I always begin my appointments by letting the borrowers know that I am not an employee of the lender, and I do not know the specifics of their loan. I am the notary signer and I am here to help guide them through the forms they must sign in order to complete the financing of their property. I can answer basic factual questions about the loan documents. I also remind them of the 3-day right to cancel options so that they are a bit more relaxed. Borrowers who feel they are being rushed into signing documents may get a bit agitated.

I always try to answer the obvious factual questions they have about the loan or point out the answers in the documents. For example, “What is the interest rate?” “When is the first payment?” “How can I tell if I have a prepayment clause in the mortgage?” However, I do not attempt to explain or interpret the loan program.
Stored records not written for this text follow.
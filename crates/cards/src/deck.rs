// Copyright (C) 2025 Vince Vasta
// SPDX-License-Identifier: Apache-2.0

//! A deck of cards.
use rand::prelude::*;

use crate::{Card, Rank, Suit};

/// A cards Deck
#[derive(Debug, Clone)]
pub struct Deck {
    cards: Vec<Card>,
}

impl Deck {
    /// The number of cards in the deck.
    pub const SIZE: usize = 52;

    /// Creates a new shuffled deck.
    pub fn new_and_shuffled<R: Rng>(rng: &mut R) -> Self {
        let mut deck = Self::default();
        deck.cards.shuffle(rng);
        deck
    }

    /// Deals a card from the deck, returns `None` if the deck is empty.
    pub fn deal(&mut self) -> Option<Card> {
        self.cards.pop()
    }

    /// Checks if the deck is empty.
    pub fn is_empty(&self) -> bool {
        self.cards.is_empty()
    }

    /// Number of cards in the deck.
    pub fn count(&self) -> usize {
        self.cards.len()
    }

    /// Removes a card from the deck.
    pub fn remove(&mut self, card: Card) {
        self.cards.retain(|c| c != &card);
    }

    /// Calls the `f` closure for each k-cards hand.
    ///
    /// Panics if k is not 2 <= k <= 7.
    pub fn for_each<F>(&self, k: usize, mut f: F)
    where
        F: FnMut(&[Card]),
    {
        assert!((2..=7).contains(&k), "2 <= k <= 7");

        if k > self.cards.len() {
            return;
        }

        let mut hand = [Card::new(Rank::Ace, Suit::Hearts); 7];
        visit_ksubsets(&self.cards, k, 0, 0, &mut hand, &mut f);
    }

    /// Calls the `f` closure for `n` random k-cards hands.
    ///
    /// The cards in each hand are distinct, hands are sampled independently,
    /// if k is larger than the number of cards in the deck `f` is not called.
    pub fn sample<F>(&self, n: usize, k: usize, mut f: F)
    where
        F: FnMut(&[Card]),
    {
        if k > self.cards.len() {
            return;
        }

        let mut rng = SmallRng::from_os_rng();
        let mut hand = Vec::with_capacity(k);
        for _ in 0..n {
            hand.clear();
            hand.extend(self.cards.choose_multiple(&mut rng, k));
            f(&hand);
        }
    }
}

/// Fills `hand[depth..k]` with every increasing choice of cards starting at
/// `start` and calls `f` for each complete hand.
fn visit_ksubsets<F>(
    cards: &[Card],
    k: usize,
    depth: usize,
    start: usize,
    hand: &mut [Card; 7],
    f: &mut F,
) where
    F: FnMut(&[Card]),
{
    if depth == k {
        f(&hand[..k]);
        return;
    }

    // Leave enough cards for the remaining positions.
    let end = cards.len() + depth + 1 - k;
    for idx in start..end {
        hand[depth] = cards[idx];
        visit_ksubsets(cards, k, depth + 1, idx + 1, hand, f);
    }
}

impl Default for Deck {
    fn default() -> Self {
        let cards = Suit::suits()
            .flat_map(|s| Rank::ranks().map(move |r| Card::new(r, s)))
            .collect::<Vec<_>>();
        Self { cards }
    }
}

impl IntoIterator for Deck {
    type Item = Card;
    type IntoIter = std::vec::IntoIter<Card>;

    fn into_iter(self) -> Self::IntoIter {
        self.cards.into_iter()
    }
}

#[cfg(test)]
mod tests {
    use super::*;
    use ahash::HashSet;

    #[test]
    fn deck_deal() {
        let mut deck = Deck::new_and_shuffled(&mut rand::rng());
        let mut cards = HashSet::default();

        while let Some(card) = deck.deal() {
            cards.insert(card);
        }

        assert!(deck.is_empty());
        assert_eq!(cards.len(), Deck::SIZE);
        assert_eq!(deck.deal(), None);
    }

    #[test]
    fn deck_for_each() {
        let deck = Deck::default();
        assert_eq!(deck.count(), Deck::SIZE);

        let mut hands = HashSet::default();
        deck.for_each(5, |cards| {
            assert_eq!(cards.len(), 5);
            hands.insert(cards.to_owned());
        });
        assert_eq!(hands.len(), 2_598_960);

        hands.clear();
        deck.for_each(2, |cards| {
            assert_eq!(cards.len(), 2);
            hands.insert(cards.to_owned());
        });
        assert_eq!(hands.len(), 1_326);

        hands.clear();
        deck.for_each(3, |cards| {
            assert_eq!(cards.len(), 3);
            hands.insert(cards.to_owned());
        });
        assert_eq!(hands.len(), 22_100);
    }

    // Goes through 133M hands, slow in debug mode.
    #[test]
    #[ignore]
    fn deck_for_each_7cards() {
        let deck = Deck::default();

        let mut count = 0;
        deck.for_each(7, |cards| {
            assert_eq!(cards.len(), 7);
            count += 1;
        });
        assert_eq!(count, 133_784_560);
    }

    #[test]
    fn deck_for_each_remove() {
        let mut deck = Deck::default();
        for card in Card::parse_many("AD KD QD TD JD 9D 8D 7D 6D 5D").unwrap() {
            deck.remove(card);
        }
        assert_eq!(deck.count(), 42);

        let mut count = 0;
        deck.for_each(6, |cards| {
            assert!(cards.iter().all(|c| c.suit() != Suit::Diamonds || c.rank() < Rank::Five));
            count += 1;
        });
        assert_eq!(count, 5_245_786);
    }

    #[test]
    fn deck_sample() {
        let deck = Deck::default();

        let mut count = 0;
        deck.sample(100, 7, |cards| {
            assert_eq!(cards.len(), 7);
            let unique = cards.iter().collect::<HashSet<_>>();
            assert_eq!(unique.len(), 7);
            count += 1;
        });
        assert_eq!(count, 100);

        // Not enough cards for a hand.
        let mut deck = Deck::default();
        while deck.count() > 4 {
            deck.deal();
        }

        deck.sample(10, 5, |_| panic!("unexpected sample"));

        // Hands larger than 7 cards.
        Deck::default().sample(10, 23, |cards| {
            assert_eq!(cards.iter().collect::<HashSet<_>>().len(), 23);
        });
    }
}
If I see the borrower is upset or uncertain about the terms of the loan, then I suggest they write down all their loan-related questions as we go through the documents. I let them know it would be best if they call the loan officer at the end of the appointment and review the questions they have about the loan. They can also do this during the next 3 business days. I leave the RTC forms on the very top for them to access later in case they are not happy with the responses from the lender.

If a borrower begins to scream and I cannot calm them down, I take a deep breath. I never yell or raise my voice as this would only make matters worst. I tactfully and with a “purpose” begin to pack up my things while saying to them, “I see that you are upset with the terms of the loan. I have tried to answer your questions to the best of my abilities. I can also see that you are not ready to sign the documents today. I would not want you to sign if you are not ready. Please contact your lender or loan officer to reschedule the appointment after they have answered your questions.” I will normally leave them the borrowers’ copies of the documents as they will need them when speaking with the lender.

After this I simply say “goodbye” and leave without any further delay. If they are still yelling and screaming, I let them know I have another commitment for which I will be late if we cannot sign the documents as scheduled, and it would be best if they had all their questions answered before they signed.

I immediately get in my car, drive at least a block or two away and then stop while I call the company that hired me to explain this development. (For safety’s sake, always lock the doors when you are sitting in your car.)

While this may not work for all situations, it has helped me over the years as a Notary Signing Agent, and I hope it helps you, too.